On trouve en page 8 du Plan de communication du Québec une énumération de questions (dans un encadré) que pourraient se poser les Québécois advenant une pandémie. Les questions, regroupées en 10 secteurs, sont pertinentes. Toutefois, la liste semble incomplète et nécessiterait l'ajout de centaines d'autres questions - toutes ces interrogations qui nous traversent l'esprit en tentant d'imaginer ce que sera une pandémie et quels en seront les impacts dans toutes les sphères de nos existences. Bien entendu, les questions les plus alarmantes n'ont pas été mentionnées. Cet encadré m'apparaît mal positionné dans le document, car l'argumentaire du plan n'y fait pas référence. On est porté à tourner et retourner les pages pour vérifier si l'on n'a pas loupé un paragraphe explicatif.

Je trouve dommage que le grand public n'ait pas été invité à commenter cette partie du plan - la plus intéressante pour les citoyens, à mon point de vue - ainsi qu'alimenter la liste en y ajoutant d'autres questions. Cela aurait pu être une excellente manière de sensibiliser les gens à l'éventualité d'une pandémie et les faire réfléchir sur l'état de leurs préparatifs individuels.

Le gouvernement a loupé une belle occasion de consulter la population.
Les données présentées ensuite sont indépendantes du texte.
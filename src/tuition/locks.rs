// SPDX-License-Identifier: AGPL-3.0-or-later
//
// Copyright (C) 2026 Relational Network

//! Per-student async locks.
//!
//! The ledger only guarantees atomicity per call. Settlement reads a balance
//! and writes it back in a separate call, so two concurrent payments for the
//! same student would otherwise lose one update. Holding the student's lock
//! across the read and both writes serialises them within this process.

use std::collections::HashMap;
use std::sync::{Arc, Mutex};

use tokio::sync::{Mutex as AsyncMutex, OwnedMutexGuard};

use crate::error::ServiceError;
use crate::models::StudentId;

type LockTable = Mutex<HashMap<StudentId, Arc<AsyncMutex<()>>>>;

/// Lock table keyed by student. An entry lives only while someone holds or
/// waits for it.
#[derive(Default)]
pub struct StudentLocks {
    locks: Arc<LockTable>,
}

/// Exclusive access to one student. Dropping it releases the lock and
/// removes table entries nobody holds or waits for.
pub struct StudentGuard {
    guard: Option<OwnedMutexGuard<()>>,
    table: Arc<LockTable>,
}

impl StudentLocks {
    pub fn new() -> Self {
        Self::default()
    }

    /// Wait for exclusive access to `student`.
    pub async fn acquire(&self, student: &StudentId) -> Result<StudentGuard, ServiceError> {
        let lock = {
            let mut locks = self
                .locks
                .lock()
                .map_err(|_| ServiceError::Internal("student lock table poisoned".to_string()))?;
            Arc::clone(locks.entry(student.clone()).or_default())
        };
        let guard = lock.lock_owned().await;
        Ok(StudentGuard {
            guard: Some(guard),
            table: Arc::clone(&self.locks),
        })
    }

    /// Number of students with a live lock entry.
    pub fn len(&self) -> usize {
        self.locks.lock().map(|locks| locks.len()).unwrap_or(0)
    }

    pub fn is_empty(&self) -> bool {
        self.len() == 0
    }
}

impl Drop for StudentGuard {
    fn drop(&mut self) {
        // Waiters clone an entry under the table lock, so a count of one
        // means only the table refers to it. The sweep also clears entries
        // left by acquires cancelled while waiting.
        let Ok(mut locks) = self.table.lock() else {
            return;
        };
        self.guard.take();
        locks.retain(|_, lock| Arc::strong_count(lock) > 1);
    }
}
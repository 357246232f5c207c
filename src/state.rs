// SPDX-License-Identifier: AGPL-3.0-or-later
//
// Copyright (C) 2026 Relational Network

use std::sync::Arc;

use crate::auth::{Credentials, TokenService};
use crate::storage::{CredentialStore, LedgerStore, RequestLog};
use crate::tuition::TuitionService;

/// Process-wide collaborators shared by every handler and interceptor.
#[derive(Clone)]
pub struct AppState {
    pub ledger: Arc<dyn LedgerStore>,
    pub credentials: Credentials,
    pub tokens: Arc<TokenService>,
    pub request_log: Arc<RequestLog>,
    pub tuition: Arc<TuitionService>,
}

impl AppState {
    /// Wire state around one backend that holds both ledger and credentials.
    pub fn new<S>(store: Arc<S>, tokens: TokenService, request_log: RequestLog) -> Self
    where
        S: LedgerStore + CredentialStore + 'static,
    {
        let ledger: Arc<dyn LedgerStore> = store.clone();
        Self {
            credentials: Credentials::new(store),
            tuition: Arc::new(TuitionService::new(ledger.clone())),
            ledger,
            tokens: Arc::new(tokens),
            request_log: Arc::new(request_log),
        }
    }
}
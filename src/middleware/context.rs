// SPDX-License-Identifier: AGPL-3.0-or-later
//
// Copyright (C) 2026 Relational Network

//! Per-request context shared between interceptors and handlers.

use uuid::Uuid;

use crate::models::StudentId;

/// Request-scoped context attached by the routing interceptor.
///
/// The auth interceptor fills in `identity`; handlers read it through the
/// extractors in [`crate::auth::extractor`].
#[derive(Debug, Clone)]
pub struct RequestContext {
    pub request_id: Uuid,
    pub identity: Option<StudentId>,
}

impl RequestContext {
    pub fn new() -> Self {
        Self {
            request_id: Uuid::new_v4(),
            identity: None,
        }
    }
}

impl Default for RequestContext {
    fn default() -> Self {
        Self::new()
    }
}

/// Marker placed on responses by the auth interceptor so the logging
/// interceptor (which runs outside it) can report the outcome.
#[derive(Debug, Clone, Copy, PartialEq, Eq)]
pub enum AuthOutcome {
    Authenticated,
    Rejected,
}

/// Request id copied onto the response so the logging interceptor can
/// correlate its entry.
#[derive(Debug, Clone, Copy, PartialEq, Eq)]
pub struct RequestId(pub Uuid);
Il n'aurait pas été très compliqué de créer une section "interactive" dans le site de Pandémie Québec pour réaliser ce moyen de communication.

Si le gouvernement a laissé filer sa chance, nous pas. Vous êtes donc invité(e)s à lister toutes vos questions dès aujourd'hui dans le fil de discussion intitulé Pandémie - Questions des citoyens de Zonegrippeaviaire.com

Mon livre de chevet des derniers jours étant "The Wisdom of Crowds" (La sagesse des foules) du columniste du NewYorker James Surowiecki, je ne peux m'empêcher d'imaginer quel avancement des préparatifs pourraient être atteints si les décideurs en venaient prochainement à intégrer la participation du grand public à leur processus d'élaboration des mesures d'urgence en cas de pandémie.

Surowiecki indique dans son livre: "There's no real evidence that one can become expert in something as broad as "decision making" or "policy" or "strategy". But forecasting an uncertain future and deciding the best course of action in the face of that future are much less likely to do so. A large group of diverse individuals will come up with better and more robust forecasts and make more intelligent decisions than even the most skilled decision maker". In part because individual judgment is not accurate enough or consistent enough, cognitive diversity is essential to good decision making."

... signifiant grosso modo que rien ne nous indique qu'une personne peut prétendre se transformer en expert dans un domaine aussi vaste que la gouverne ou la stratégie. Tenter de prédire un futur incertain et décider des meilleures actions à entreprendre dans l'éventualité d'une situation d'urgence est encore moins probable. D'un large groupe composé d'individus de tous genres émergera des prédictions plus solides et plus éclairées, et produira des décisions plus intelligentes que celles des meilleurs stratèges et décideurs. Cela s'explique en partie parce que le jugement individuel n'est pas assez précis et cohérent, et que la diversité est essentielle à la bonne prise de décisions.

C'est dans cette perspective que j'ai mis sur pied le site Zonegrippeaviaire.com, pour sensibiliser les gens à la possibilité d'une pandémie.

Chaque citoyen devrait être impliqué - devrait s'impliquer - dans le branle-bas de combat en vue de la pandémie. En nourrissant le débat public sur une pandémie de grippe aviaire, chacun contribuerait à humaniser la pandémie et nous familiariserait avec des problèmes de société qu’il est préférable de regarder en face, afin de nous éviter de sombrer dans la peur, l’attitude la plus néfaste au traitement de toute pandémie. L’ignorance et l’indifférence face au danger n’empêcheront pas la population de trembler de peur. Il faut arriver à crever la bulle protectrice qui assure la double fausse protection des décideurs et de la population!